*** Opening of INPUT ***

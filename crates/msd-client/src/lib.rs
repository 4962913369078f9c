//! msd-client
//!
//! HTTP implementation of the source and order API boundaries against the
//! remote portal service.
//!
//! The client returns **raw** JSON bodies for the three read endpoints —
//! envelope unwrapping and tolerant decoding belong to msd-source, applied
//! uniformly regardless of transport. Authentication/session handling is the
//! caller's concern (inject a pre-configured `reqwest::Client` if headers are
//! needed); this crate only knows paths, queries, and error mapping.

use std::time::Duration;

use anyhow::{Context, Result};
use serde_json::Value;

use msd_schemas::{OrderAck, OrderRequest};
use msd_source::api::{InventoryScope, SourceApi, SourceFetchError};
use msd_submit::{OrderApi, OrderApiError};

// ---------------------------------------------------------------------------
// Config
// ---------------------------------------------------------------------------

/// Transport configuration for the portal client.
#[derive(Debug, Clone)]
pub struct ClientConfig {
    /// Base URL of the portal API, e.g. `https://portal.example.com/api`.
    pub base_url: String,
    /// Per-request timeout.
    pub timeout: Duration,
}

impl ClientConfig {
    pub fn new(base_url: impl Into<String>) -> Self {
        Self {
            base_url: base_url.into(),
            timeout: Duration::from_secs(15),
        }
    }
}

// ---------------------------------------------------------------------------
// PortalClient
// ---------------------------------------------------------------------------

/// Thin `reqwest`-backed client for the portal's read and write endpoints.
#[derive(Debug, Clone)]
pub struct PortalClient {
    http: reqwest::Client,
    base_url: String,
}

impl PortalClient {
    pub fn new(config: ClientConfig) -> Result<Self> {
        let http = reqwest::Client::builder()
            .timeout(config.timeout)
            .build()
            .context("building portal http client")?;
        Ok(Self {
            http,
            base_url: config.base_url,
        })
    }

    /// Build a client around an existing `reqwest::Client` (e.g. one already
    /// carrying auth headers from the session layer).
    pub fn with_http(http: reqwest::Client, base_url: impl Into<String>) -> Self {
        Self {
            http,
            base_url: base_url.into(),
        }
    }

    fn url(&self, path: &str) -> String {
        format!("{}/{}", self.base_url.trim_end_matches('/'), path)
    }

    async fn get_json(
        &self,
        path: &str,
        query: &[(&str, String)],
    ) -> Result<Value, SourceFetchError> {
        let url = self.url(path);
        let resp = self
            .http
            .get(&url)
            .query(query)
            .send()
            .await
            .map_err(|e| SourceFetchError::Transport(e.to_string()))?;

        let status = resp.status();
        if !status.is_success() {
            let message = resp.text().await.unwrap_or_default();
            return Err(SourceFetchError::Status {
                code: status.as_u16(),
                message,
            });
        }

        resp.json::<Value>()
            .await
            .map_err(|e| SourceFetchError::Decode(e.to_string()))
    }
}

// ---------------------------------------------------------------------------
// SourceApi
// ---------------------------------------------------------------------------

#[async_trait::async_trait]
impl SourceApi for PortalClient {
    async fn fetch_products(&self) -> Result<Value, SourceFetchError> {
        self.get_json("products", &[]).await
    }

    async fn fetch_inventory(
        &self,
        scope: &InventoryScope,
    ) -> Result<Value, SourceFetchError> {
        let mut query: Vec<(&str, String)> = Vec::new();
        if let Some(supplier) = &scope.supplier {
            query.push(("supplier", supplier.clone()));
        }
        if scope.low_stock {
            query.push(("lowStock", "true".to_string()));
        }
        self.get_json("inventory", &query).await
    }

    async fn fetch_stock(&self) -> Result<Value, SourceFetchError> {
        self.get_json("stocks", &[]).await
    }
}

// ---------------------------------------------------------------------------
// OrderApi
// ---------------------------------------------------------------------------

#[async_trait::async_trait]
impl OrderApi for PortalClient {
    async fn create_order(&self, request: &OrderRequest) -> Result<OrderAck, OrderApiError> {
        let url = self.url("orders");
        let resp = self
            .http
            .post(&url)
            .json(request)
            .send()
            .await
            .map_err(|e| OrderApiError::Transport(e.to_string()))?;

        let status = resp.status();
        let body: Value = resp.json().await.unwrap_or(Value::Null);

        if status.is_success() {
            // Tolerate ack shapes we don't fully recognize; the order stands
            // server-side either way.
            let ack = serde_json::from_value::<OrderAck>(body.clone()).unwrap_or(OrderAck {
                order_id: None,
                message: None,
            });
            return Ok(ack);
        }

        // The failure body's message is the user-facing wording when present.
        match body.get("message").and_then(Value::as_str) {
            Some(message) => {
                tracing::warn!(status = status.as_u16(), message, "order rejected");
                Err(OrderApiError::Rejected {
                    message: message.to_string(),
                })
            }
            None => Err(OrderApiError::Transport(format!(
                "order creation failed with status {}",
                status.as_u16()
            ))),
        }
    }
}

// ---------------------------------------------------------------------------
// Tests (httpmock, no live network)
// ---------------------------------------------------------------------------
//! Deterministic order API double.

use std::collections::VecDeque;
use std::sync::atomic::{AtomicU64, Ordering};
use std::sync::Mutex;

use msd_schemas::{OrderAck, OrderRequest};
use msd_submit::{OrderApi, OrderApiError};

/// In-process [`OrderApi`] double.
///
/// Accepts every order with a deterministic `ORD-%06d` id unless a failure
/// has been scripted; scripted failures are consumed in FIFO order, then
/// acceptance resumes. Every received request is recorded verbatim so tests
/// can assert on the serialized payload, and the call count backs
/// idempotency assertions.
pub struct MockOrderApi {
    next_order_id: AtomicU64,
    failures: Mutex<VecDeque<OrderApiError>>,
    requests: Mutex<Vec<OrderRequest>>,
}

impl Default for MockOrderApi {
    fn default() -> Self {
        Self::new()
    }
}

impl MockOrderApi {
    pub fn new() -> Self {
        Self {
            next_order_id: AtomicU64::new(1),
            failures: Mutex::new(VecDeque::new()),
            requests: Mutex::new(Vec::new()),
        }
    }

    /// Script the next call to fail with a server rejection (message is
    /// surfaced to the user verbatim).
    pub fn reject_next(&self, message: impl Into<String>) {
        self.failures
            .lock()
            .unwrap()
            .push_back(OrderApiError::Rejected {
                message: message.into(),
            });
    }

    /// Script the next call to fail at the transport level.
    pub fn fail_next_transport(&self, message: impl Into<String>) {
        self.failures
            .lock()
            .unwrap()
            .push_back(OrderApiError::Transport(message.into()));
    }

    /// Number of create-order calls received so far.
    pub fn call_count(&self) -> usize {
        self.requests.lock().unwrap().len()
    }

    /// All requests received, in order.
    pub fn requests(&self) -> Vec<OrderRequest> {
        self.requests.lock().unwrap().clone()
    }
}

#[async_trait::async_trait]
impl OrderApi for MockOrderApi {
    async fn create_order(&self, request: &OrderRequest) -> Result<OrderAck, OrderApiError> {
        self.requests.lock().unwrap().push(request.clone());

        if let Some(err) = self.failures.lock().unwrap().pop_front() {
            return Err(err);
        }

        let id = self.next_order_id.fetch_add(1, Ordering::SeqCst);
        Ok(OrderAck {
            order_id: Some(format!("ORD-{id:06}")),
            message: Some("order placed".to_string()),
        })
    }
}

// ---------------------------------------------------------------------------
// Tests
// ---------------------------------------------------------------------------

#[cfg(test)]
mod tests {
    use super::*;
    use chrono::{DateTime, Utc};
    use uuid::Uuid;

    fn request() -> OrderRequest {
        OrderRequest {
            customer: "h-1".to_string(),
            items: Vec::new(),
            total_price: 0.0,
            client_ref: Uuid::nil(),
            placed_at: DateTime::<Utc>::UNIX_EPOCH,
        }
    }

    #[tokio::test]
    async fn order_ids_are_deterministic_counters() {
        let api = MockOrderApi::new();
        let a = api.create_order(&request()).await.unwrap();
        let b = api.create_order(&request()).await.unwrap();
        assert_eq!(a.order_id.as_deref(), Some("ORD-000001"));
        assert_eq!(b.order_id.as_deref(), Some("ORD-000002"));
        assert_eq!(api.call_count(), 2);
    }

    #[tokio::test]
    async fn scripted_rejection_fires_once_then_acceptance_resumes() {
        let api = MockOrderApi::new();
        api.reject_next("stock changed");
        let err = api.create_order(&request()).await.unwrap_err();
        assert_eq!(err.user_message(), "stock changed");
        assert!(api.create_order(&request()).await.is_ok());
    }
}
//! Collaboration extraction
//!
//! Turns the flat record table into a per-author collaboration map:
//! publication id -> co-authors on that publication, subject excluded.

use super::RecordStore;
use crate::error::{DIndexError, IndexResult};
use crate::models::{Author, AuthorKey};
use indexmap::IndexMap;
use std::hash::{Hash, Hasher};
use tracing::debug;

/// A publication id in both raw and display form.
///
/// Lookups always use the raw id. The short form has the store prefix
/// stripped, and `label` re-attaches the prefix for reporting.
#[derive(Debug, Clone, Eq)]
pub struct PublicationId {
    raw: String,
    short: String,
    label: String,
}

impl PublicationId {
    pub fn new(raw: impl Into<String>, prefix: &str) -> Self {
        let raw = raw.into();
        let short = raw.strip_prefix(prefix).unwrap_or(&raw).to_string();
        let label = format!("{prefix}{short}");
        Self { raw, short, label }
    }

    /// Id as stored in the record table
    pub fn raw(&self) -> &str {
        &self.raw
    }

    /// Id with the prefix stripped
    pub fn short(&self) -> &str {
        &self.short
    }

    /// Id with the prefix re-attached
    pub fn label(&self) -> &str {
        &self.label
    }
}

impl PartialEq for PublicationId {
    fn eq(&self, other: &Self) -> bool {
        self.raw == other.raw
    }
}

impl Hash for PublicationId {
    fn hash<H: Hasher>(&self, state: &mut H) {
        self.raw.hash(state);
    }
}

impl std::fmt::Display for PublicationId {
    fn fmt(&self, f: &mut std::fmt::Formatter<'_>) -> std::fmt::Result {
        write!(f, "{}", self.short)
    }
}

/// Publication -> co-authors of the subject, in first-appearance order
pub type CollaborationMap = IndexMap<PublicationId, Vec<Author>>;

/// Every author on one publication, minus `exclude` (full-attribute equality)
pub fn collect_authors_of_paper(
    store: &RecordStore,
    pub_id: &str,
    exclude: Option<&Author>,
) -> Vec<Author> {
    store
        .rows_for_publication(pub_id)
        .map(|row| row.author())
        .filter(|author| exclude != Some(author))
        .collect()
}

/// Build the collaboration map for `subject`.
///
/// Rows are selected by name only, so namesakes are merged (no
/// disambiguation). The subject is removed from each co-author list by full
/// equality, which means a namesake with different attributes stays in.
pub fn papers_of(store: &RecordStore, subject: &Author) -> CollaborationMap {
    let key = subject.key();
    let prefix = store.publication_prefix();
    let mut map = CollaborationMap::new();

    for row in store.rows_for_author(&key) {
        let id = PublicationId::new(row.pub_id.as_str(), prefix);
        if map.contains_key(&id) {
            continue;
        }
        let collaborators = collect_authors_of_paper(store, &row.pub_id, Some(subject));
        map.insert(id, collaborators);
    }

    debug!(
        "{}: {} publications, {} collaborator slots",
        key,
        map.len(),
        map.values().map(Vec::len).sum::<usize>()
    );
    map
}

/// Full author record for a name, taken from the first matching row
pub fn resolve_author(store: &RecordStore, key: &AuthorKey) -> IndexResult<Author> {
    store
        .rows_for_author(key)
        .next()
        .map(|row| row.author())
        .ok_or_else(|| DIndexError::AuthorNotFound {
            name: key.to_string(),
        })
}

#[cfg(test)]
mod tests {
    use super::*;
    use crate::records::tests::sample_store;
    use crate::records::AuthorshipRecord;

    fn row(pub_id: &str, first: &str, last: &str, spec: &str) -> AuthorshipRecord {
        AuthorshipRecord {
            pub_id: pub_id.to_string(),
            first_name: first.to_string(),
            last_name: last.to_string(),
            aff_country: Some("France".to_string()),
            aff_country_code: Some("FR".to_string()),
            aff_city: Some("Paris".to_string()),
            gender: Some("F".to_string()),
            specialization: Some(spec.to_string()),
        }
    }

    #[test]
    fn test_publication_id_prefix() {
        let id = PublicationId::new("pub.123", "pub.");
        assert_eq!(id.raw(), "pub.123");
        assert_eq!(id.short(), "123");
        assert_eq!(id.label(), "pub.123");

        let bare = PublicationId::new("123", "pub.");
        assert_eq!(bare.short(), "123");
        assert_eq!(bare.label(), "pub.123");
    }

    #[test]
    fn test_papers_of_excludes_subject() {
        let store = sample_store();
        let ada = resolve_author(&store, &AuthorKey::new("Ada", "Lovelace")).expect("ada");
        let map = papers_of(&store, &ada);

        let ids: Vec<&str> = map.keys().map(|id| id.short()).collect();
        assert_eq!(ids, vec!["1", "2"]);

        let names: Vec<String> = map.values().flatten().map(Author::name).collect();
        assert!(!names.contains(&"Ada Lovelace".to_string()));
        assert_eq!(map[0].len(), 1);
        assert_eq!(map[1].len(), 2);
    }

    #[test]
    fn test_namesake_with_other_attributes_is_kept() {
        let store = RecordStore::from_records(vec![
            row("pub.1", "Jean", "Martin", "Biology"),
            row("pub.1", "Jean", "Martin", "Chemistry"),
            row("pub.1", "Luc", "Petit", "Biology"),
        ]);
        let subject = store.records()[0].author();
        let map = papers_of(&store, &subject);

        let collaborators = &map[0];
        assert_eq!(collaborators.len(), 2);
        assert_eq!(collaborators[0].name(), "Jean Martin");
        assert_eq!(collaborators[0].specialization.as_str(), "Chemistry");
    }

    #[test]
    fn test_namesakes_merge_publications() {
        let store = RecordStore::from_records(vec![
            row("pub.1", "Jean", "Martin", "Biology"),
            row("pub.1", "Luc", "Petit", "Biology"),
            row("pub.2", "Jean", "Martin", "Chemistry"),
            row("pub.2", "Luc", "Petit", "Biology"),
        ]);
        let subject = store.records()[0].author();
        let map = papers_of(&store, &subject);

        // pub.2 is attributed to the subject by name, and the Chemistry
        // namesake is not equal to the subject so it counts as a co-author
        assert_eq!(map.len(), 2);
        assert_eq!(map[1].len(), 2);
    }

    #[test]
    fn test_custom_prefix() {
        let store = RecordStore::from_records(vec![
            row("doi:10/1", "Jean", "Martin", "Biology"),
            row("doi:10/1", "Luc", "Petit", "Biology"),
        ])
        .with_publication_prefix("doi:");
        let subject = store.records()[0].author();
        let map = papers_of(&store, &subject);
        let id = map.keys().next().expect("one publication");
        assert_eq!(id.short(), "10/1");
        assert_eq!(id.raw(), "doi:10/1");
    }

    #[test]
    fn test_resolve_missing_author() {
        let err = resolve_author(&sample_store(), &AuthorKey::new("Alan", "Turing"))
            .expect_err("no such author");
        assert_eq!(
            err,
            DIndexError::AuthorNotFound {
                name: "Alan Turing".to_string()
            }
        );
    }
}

*** Close of INPUT ***
*** Opening of INPUT ***

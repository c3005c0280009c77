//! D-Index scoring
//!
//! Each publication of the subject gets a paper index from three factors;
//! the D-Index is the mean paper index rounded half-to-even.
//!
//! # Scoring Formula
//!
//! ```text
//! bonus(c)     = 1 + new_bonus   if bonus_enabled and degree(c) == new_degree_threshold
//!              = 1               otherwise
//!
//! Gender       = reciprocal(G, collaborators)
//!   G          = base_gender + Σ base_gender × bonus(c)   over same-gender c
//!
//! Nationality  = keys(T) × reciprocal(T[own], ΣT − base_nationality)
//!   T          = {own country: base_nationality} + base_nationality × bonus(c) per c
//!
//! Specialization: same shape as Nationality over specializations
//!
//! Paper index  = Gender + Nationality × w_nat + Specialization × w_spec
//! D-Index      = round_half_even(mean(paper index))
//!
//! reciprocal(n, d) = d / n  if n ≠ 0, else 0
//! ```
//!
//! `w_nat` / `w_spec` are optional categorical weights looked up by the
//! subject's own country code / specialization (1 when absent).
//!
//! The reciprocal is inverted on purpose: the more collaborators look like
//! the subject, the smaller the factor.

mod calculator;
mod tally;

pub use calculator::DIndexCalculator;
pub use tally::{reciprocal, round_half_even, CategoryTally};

*** Close of INPUT ***

_YOUR OBJECTIVE_
In the data above, start at the line that has "filename crates/msd-client/src/lib.rs", stop after the line that has "read endpoints —", and print every line in between exactly as it stands.

_EXERCISE SOLUTION_
filename crates/msd-client/src/lib.rs
repository 4962913369078f9c
//! msd-client
//!
//! HTTP implementation of the source and order API boundaries against the
//! remote portal service.
//!
//! The client returns **raw** JSON bodies for the three read endpoints —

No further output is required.